Records from a dataset:
________________________

//! Pure filter → sort → paginate pipeline.
//!
//! Every function here is total and deterministic; the store only decides
//! *when* to run them.

use crate::domain::{SortDirection, SortKey, UserRecord, ViewParameters};

/// Rows per page.
pub const PAGE_SIZE: usize = 5;

/// Result of filtering and sorting for one set of parameters.
///
/// Holds every matching row rather than one page, so a page change is a
/// re-slice instead of a new pass.
#[derive(Debug, Clone, PartialEq, Eq)]
pub struct DerivedView {
    /// Filtered and sorted rows across all pages.
    pub matching: Vec<UserRecord>,
    /// Number of records passing the search filter.
    pub total_matching: usize,
    /// Page count, never below one.
    pub total_pages: u32,
}

impl DerivedView {
    /// Rows on `page` (1-based), at most [`PAGE_SIZE`]. Empty when out of range.
    #[must_use]
    pub fn visible_rows(&self, page: u32) -> &[UserRecord] {
        page_slice(&self.matching, page)
    }
}

impl Default for DerivedView {
    fn default() -> Self {
        Self {
            matching: Vec::new(),
            total_matching: 0,
            total_pages: 1,
        }
    }
}

/// Keeps records whose case-folded name or email contains the case-folded
/// query. Input order is preserved.
#[must_use]
pub fn filter_records(records: &[UserRecord], query: &str) -> Vec<UserRecord> {
    let needle = query.to_lowercase();
    records
        .iter()
        .filter(|record| record.matches(&needle))
        .cloned()
        .collect()
}

/// Stable sort on the case-folded value of `key`.
///
/// Equal keys keep their relative order in both directions.
pub fn sort_records(records: &mut [UserRecord], key: SortKey, direction: SortDirection) {
    let fold = |record: &UserRecord| match key {
        SortKey::Name => record.name.to_lowercase(),
        SortKey::Email => record.email.to_lowercase(),
    };

    records.sort_by_cached_key(|record| fold(record));
    if direction == SortDirection::Desc {
        reverse_keeping_ties(records, fold);
    }
}

/// Reverses an ascending slice while keeping runs of equal keys in their
/// original order, so descending order is still stable.
fn reverse_keeping_ties<F>(records: &mut [UserRecord], fold: F)
where
    F: Fn(&UserRecord) -> String,
{
    let keys: Vec<String> = records.iter().map(&fold).collect();
    records.reverse();

    let mut start = 0;
    let len = records.len();
    while start < len {
        let mut end = start + 1;
        while end < len && keys[len - 1 - end] == keys[len - 1 - start] {
            end += 1;
        }
        records[start..end].reverse();
        start = end;
    }
}

/// `max(1, ceil(total_matching / PAGE_SIZE))`.
#[must_use]
pub fn total_pages(total_matching: usize) -> u32 {
    let pages = total_matching.div_ceil(PAGE_SIZE).max(1);
    u32::try_from(pages).unwrap_or(u32::MAX)
}

/// Rows belonging to `page` (1-based). Out-of-range pages yield an empty slice.
#[must_use]
pub fn page_slice(rows: &[UserRecord], page: u32) -> &[UserRecord] {
    let Some(index) = (page as usize).checked_sub(1) else {
        return &[];
    };
    let start = index.saturating_mul(PAGE_SIZE);
    if start >= rows.len() {
        return &[];
    }
    let end = (start + PAGE_SIZE).min(rows.len());
    &rows[start..end]
}

/// Filters and sorts `records` for the search and sort parts of `params`.
///
/// `params.page` plays no part here: no clamping happens in the pipeline.
#[must_use]
pub fn derive_view(records: &[UserRecord], params: &ViewParameters) -> DerivedView {
    let mut matching = filter_records(records, &params.search_query);
    sort_records(&mut matching, params.sort_key, params.sort_direction);
    DerivedView {
        total_matching: matching.len(),
        total_pages: total_pages(matching.len()),
        matching,
    }
}

#[cfg(test)]
mod tests {
    use super::*;
    use proptest::prelude::*;

    fn user(id: u64, name: &str, email: &str) -> UserRecord {
        UserRecord::new(id, name, email)
    }

    fn seven_users() -> Vec<UserRecord> {
        vec![
            user(1, "Leanne Graham", "sincere@april.biz"),
            user(2, "Ervin Howell", "shanna@melissa.tv"),
            user(3, "Clementine Bauch", "nathan@yesenia.net"),
            user(4, "Patricia Lebsack", "julianne.oconner@kory.org"),
            user(5, "Chelsey Dietrich", "lucio_hettinger@annie.ca"),
            user(6, "Dennis Schulist", "karley_dach@jasper.info"),
            user(7, "Kurtis Weissnat", "telly.hoeger@billy.biz"),
        ]
    }

    fn names(rows: &[UserRecord]) -> Vec<&str> {
        rows.iter().map(|r| r.name.as_str()).collect()
    }

    #[test]
    fn seven_records_span_two_pages_by_name() {
        let records = seven_users();
        let mut params = ViewParameters::default();

        let view = derive_view(&records, &params);
        assert_eq!(view.total_pages, 2);
        assert_eq!(view.total_matching, 7);
        assert_eq!(
            names(view.visible_rows(params.page)),
            vec![
                "Chelsey Dietrich",
                "Clementine Bauch",
                "Dennis Schulist",
                "Ervin Howell",
                "Kurtis Weissnat"
            ]
        );

        params.page = 2;
        assert_eq!(
            names(view.visible_rows(params.page)),
            vec!["Leanne Graham", "Patricia Lebsack"]
        );
        assert_eq!(derive_view(&records, &params), view);
    }

    #[test]
    fn descending_by_email() {
        let params = ViewParameters {
            sort_key: SortKey::Email,
            sort_direction: SortDirection::Desc,
            ..ViewParameters::default()
        };
        let view = derive_view(&seven_users(), &params);
        assert_eq!(view.visible_rows(1)[0].email, "telly.hoeger@billy.biz");
    }

    #[test]
    fn empty_result_still_has_one_page() {
        let params = ViewParameters {
            search_query: "nobody".into(),
            ..ViewParameters::default()
        };
        let view = derive_view(&seven_users(), &params);
        assert_eq!(view.total_matching, 0);
        assert_eq!(view.total_pages, 1);
        assert!(view.visible_rows(1).is_empty());
    }

    #[test]
    fn out_of_range_page_is_empty() {
        let view = derive_view(&seven_users(), &ViewParameters::default());
        assert!(view.visible_rows(3).is_empty());
        assert!(view.visible_rows(9).is_empty());
    }

    #[test]
    fn default_view_has_one_empty_page() {
        let view = DerivedView::default();
        assert_eq!(view.total_pages, 1);
        assert!(view.visible_rows(1).is_empty());
    }

    #[test]
    fn descending_keeps_ties_in_input_order() {
        let mut rows = vec![
            user(1, "Bo", "x@a"),
            user(2, "al", "x@b"),
            user(3, "AL", "x@c"),
            user(4, "Al", "x@d"),
        ];
        sort_records(&mut rows, SortKey::Name, SortDirection::Desc);
        let ids: Vec<u64> = rows.iter().map(|r| r.id).collect();
        assert_eq!(ids, vec![1, 2, 3, 4]);
    }

    #[test]
    fn total_pages_rounds_up() {
        assert_eq!(total_pages(0), 1);
        assert_eq!(total_pages(5), 1);
        assert_eq!(total_pages(6), 2);
        assert_eq!(total_pages(10), 2);
        assert_eq!(total_pages(11), 3);
    }

    #[test]
    fn page_zero_is_empty() {
        assert!(page_slice(&seven_users(), 0).is_empty());
    }

    fn arb_records() -> impl Strategy<Value = Vec<UserRecord>> {
        prop::collection::vec(("[a-dA-D ]{0,4}", "[a-dA-D@.]{0,4}"), 0..25).prop_map(|pairs| {
            pairs
                .into_iter()
                .enumerate()
                .map(|(i, (name, email))| UserRecord::new(i as u64, name, email))
                .collect()
        })
    }

    fn arb_key() -> impl Strategy<Value = SortKey> {
        prop_oneof![Just(SortKey::Name), Just(SortKey::Email)]
    }

    fn arb_direction() -> impl Strategy<Value = SortDirection> {
        prop_oneof![Just(SortDirection::Asc), Just(SortDirection::Desc)]
    }

    proptest! {
        #[test]
        fn filter_keeps_exactly_the_matches(records in arb_records(), query in "[a-dA-D]{0,2}") {
            let kept = filter_records(&records, &query);
            let needle = query.to_lowercase();
            for record in &records {
                let hit = record.name.to_lowercase().contains(&needle)
                    || record.email.to_lowercase().contains(&needle);
                prop_assert_eq!(kept.contains(record), hit);
            }
        }

        #[test]
        fn sort_is_monotonic_and_stable(
            mut records in arb_records(),
            key in arb_key(),
            direction in arb_direction(),
        ) {
            sort_records(&mut records, key, direction);
            let fold = |r: &UserRecord| match key {
                SortKey::Name => r.name.to_lowercase(),
                SortKey::Email => r.email.to_lowercase(),
            };
            for pair in records.windows(2) {
                let (a, b) = (fold(&pair[0]), fold(&pair[1]));
                match direction {
                    SortDirection::Asc => prop_assert!(a <= b),
                    SortDirection::Desc => prop_assert!(a >= b),
                }
                if a == b {
                    prop_assert!(pair[0].id < pair[1].id);
                }
            }
        }

        #[test]
        fn page_sizes_add_up(records in arb_records(), page in 1u32..8) {
            let params = ViewParameters { page, ..ViewParameters::default() };
            let view = derive_view(&records, &params);
            let expected_pages = u32::try_from(records.len().div_ceil(PAGE_SIZE).max(1)).unwrap();
            prop_assert_eq!(view.total_pages, expected_pages);

            let before = (page as usize - 1) * PAGE_SIZE;
            let expected_len = view.total_matching.saturating_sub(before).min(PAGE_SIZE);
            prop_assert_eq!(view.visible_rows(page).len(), expected_len);
        }
    }
}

________________________

### Exercise
Each line above that includes "Graham" counts once; state the total and nothing more.

### Result
2